Requirements

Requirements

This chapter explains the architecture and sizing requirements necessary when planning your simplyblock deployment.

Where necessary, we differentiate between deployments in the AWS Cloud and all other bare metal or virtualized deployments.

Simplyblock consists of three main components:

  • the management plane
  • the storage plane (one or multiple storage clusters)
  • k8s integrations (CSI driver and caching node services)

The management plane and storage plane are deployed using Docker Swarm (under-the-hood). The use of Docker Swarm is entirely hidden from the user within the simplyblock CLI and API. No prior knowledge of Docker Swarm is required to operate a simplyblock storage cluster. A Kubernetes alternative to Docker Swarm is planned with the next release.

Management Plane

The management plane is the first component to be deployed. Storage clusters require a running management plane to connect to. A single management plane can serve multiple storage clusters and can be deployed within a different availability zone or site.

For single-AZ deployments, it can run in the same vlan and ip subnet as the storage cluster(s), but for deployments within multiple AZs a separate subnet is recommended. On AWS, a single VPC may be sufficient within a particular region. However, it is also possible to operate storage clusters and management plane in separate VPCs using VPC peering.

The management plane is implemented as a stack of containers running on single or multiple management nodes (by default 3 nodes for HA and scalability) as a set of replicated, stateful services. The management plane internally uses a key-value store (foundation-db), which by itself is replicated across all management nodes.

A single node is sufficient for testing and staging environments, but for production use, a three-node load-balanced HA cluster is recommended. A load balancer is auto-deployed when using the simplyblock auto-deployer on AWS. Outside of AWS it has to be deployed separately (not in scope of simplyblock deployment). Management nodes currently run on either Rocky 9 or RHEL 9. This restriction will be lifted in the near future.

The management plane hosts the API (http/s, TLS-secured) and CLI. API and CLI are on feature parity. The CLI is equally available on all management nodes. API and CLI provide services for:

  • lifecycle management of a cluster: deploy storage clusters, manages nodes and devices, resize and re-configure clusters
  • lifecycle management of logical volumes and pools (this part is entirely automated in kubernetes environments)
  • cluster operations (retrieve io and capacity statistics, alerts, logs, etc.)

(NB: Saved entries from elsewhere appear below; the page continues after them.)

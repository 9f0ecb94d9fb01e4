use rust_decimal::Decimal;

/// Value for a single request or feed field. Adapters and mappers
/// produce these, the client flattens them into query parameters and
/// the feed writers render them into envelope messages.
#[derive(Debug, Clone, PartialEq)]
pub enum FieldValue {
    Text(String),
    Int(i64),
    Decimal(Decimal),
    List(Vec<FieldValue>),
    Map(Vec<(String, FieldValue)>),
}

impl FieldValue {
    pub fn text(value: impl Into<String>) -> Self {
        FieldValue::Text(value.into())
    }

    /// Falsy values are omitted from feeds and requests: empty text,
    /// zero numbers, and empty containers all count as falsy.
    pub fn is_truthy(&self) -> bool {
        match self {
            FieldValue::Text(s) => !s.is_empty(),
            FieldValue::Int(n) => *n != 0,
            FieldValue::Decimal(d) => !d.is_zero(),
            FieldValue::List(items) => !items.is_empty(),
            FieldValue::Map(entries) => !entries.is_empty(),
        }
    }

    pub fn as_text(&self) -> Option<&str> {
        match self {
            FieldValue::Text(s) => Some(s),
            _ => None,
        }
    }

    /// Scalar rendering used for query parameters and leaf elements
    pub fn render(&self) -> String {
        match self {
            FieldValue::Text(s) => s.clone(),
            FieldValue::Int(n) => n.to_string(),
            FieldValue::Decimal(d) => d.to_string(),
            FieldValue::List(_) | FieldValue::Map(_) => String::new(),
        }
    }
}

impl From<&str> for FieldValue {
    fn from(value: &str) -> Self {
        FieldValue::Text(value.to_string())
    }
}

impl From<String> for FieldValue {
    fn from(value: String) -> Self {
        FieldValue::Text(value)
    }
}

impl From<i64> for FieldValue {
    fn from(value: i64) -> Self {
        FieldValue::Int(value)
    }
}

impl From<Decimal> for FieldValue {
    fn from(value: Decimal) -> Self {
        FieldValue::Decimal(value)
    }
}

/// Ordered name/value map. Field order is significant in feed
/// documents, so this preserves insertion order rather than hashing.
#[derive(Debug, Clone, Default, PartialEq)]
pub struct FieldMap {
    entries: Vec<(String, FieldValue)>,
}

impl FieldMap {
    pub fn new() -> Self {
        Self::default()
    }

    /// Insert or replace, keeping the original position on replace
    pub fn insert(&mut self, name: impl Into<String>, value: FieldValue) {
        let name = name.into();
        match self.entries.iter_mut().find(|(n, _)| *n == name) {
            Some(entry) => entry.1 = value,
            None => self.entries.push((name, value)),
        }
    }

    /// Insert only when the value is truthy
    pub fn insert_truthy(&mut self, name: impl Into<String>, value: FieldValue) {
        if value.is_truthy() {
            self.insert(name, value);
        }
    }

    pub fn get(&self, name: &str) -> Option<&FieldValue> {
        self.entries
            .iter()
            .find(|(n, _)| n == name)
            .map(|(_, v)| v)
    }

    pub fn contains_key(&self, name: &str) -> bool {
        self.entries.iter().any(|(n, _)| n == name)
    }

    pub fn iter(&self) -> impl Iterator<Item = &(String, FieldValue)> {
        self.entries.iter()
    }

    pub fn is_empty(&self) -> bool {
        self.entries.is_empty()
    }

    pub fn len(&self) -> usize {
        self.entries.len()
    }
}

#[cfg(test)]
mod tests {
    use super::*;
    use rust_decimal_macros::dec;

    #[test]
    fn falsy_values_are_not_truthy() {
        assert!(!FieldValue::text("").is_truthy());
        assert!(!FieldValue::Int(0).is_truthy());
        assert!(!FieldValue::Decimal(Decimal::ZERO).is_truthy());
        assert!(!FieldValue::List(vec![]).is_truthy());
        assert!(!FieldValue::Map(vec![]).is_truthy());
    }

    #[test]
    fn non_empty_values_are_truthy() {
        assert!(FieldValue::text("x").is_truthy());
        assert!(FieldValue::Int(-1).is_truthy());
        assert!(FieldValue::Decimal(dec!(12.99)).is_truthy());
        assert!(FieldValue::List(vec![FieldValue::Int(0)]).is_truthy());
    }

    #[test]
    fn insert_truthy_skips_falsy_values() {
        let mut map = FieldMap::new();
        map.insert_truthy("Title", FieldValue::text("Widget"));
        map.insert_truthy("Brand", FieldValue::text(""));
        map.insert_truthy("NumberOfItems", FieldValue::Int(0));
        assert!(map.contains_key("Title"));
        assert!(!map.contains_key("Brand"));
        assert!(!map.contains_key("NumberOfItems"));
    }

    #[test]
    fn insertion_order_is_preserved_on_replace() {
        let mut map = FieldMap::new();
        map.insert("A", FieldValue::Int(1));
        map.insert("B", FieldValue::Int(2));
        map.insert("A", FieldValue::Int(3));
        let names: Vec<_> = map.iter().map(|(n, _)| n.as_str()).collect();
        assert_eq!(names, vec!["A", "B"]);
        assert_eq!(map.get("A"), Some(&FieldValue::Int(3)));
    }
}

The management plane also provides real-time collection and aggregation of capacity, utilization and IO statistics, health checking, monitoring (with dashboarding and alerting), a log database and management interface, data migration and automated restart services. Internal monitoring of storage clusters observes and updates the status of nodes and devices to achieve a consistent state and view across the entire cluster. The internal monitoring updates the status of each node every few seconds.

Furthermore, regular additional health checks compare and identify any deviations between reported and actual state of objects such as devices, nodes, logical volumes and the entire cluster. The automated restart function implements automated retries of node and device status updates, as well as repair and restarts to mitigate “stuck” devices and nodes after situations such as container exit, transient device errors or transient network outages.

Data migration services automatically re-balance the cluster after a device and node failure, or in case of cluster expansion.

For monitoring dashboards and alerting, Grafana is used in combination with Prometheus. A few standard alerts are available and can be sent to Slack. They can be combined with any custom alerts.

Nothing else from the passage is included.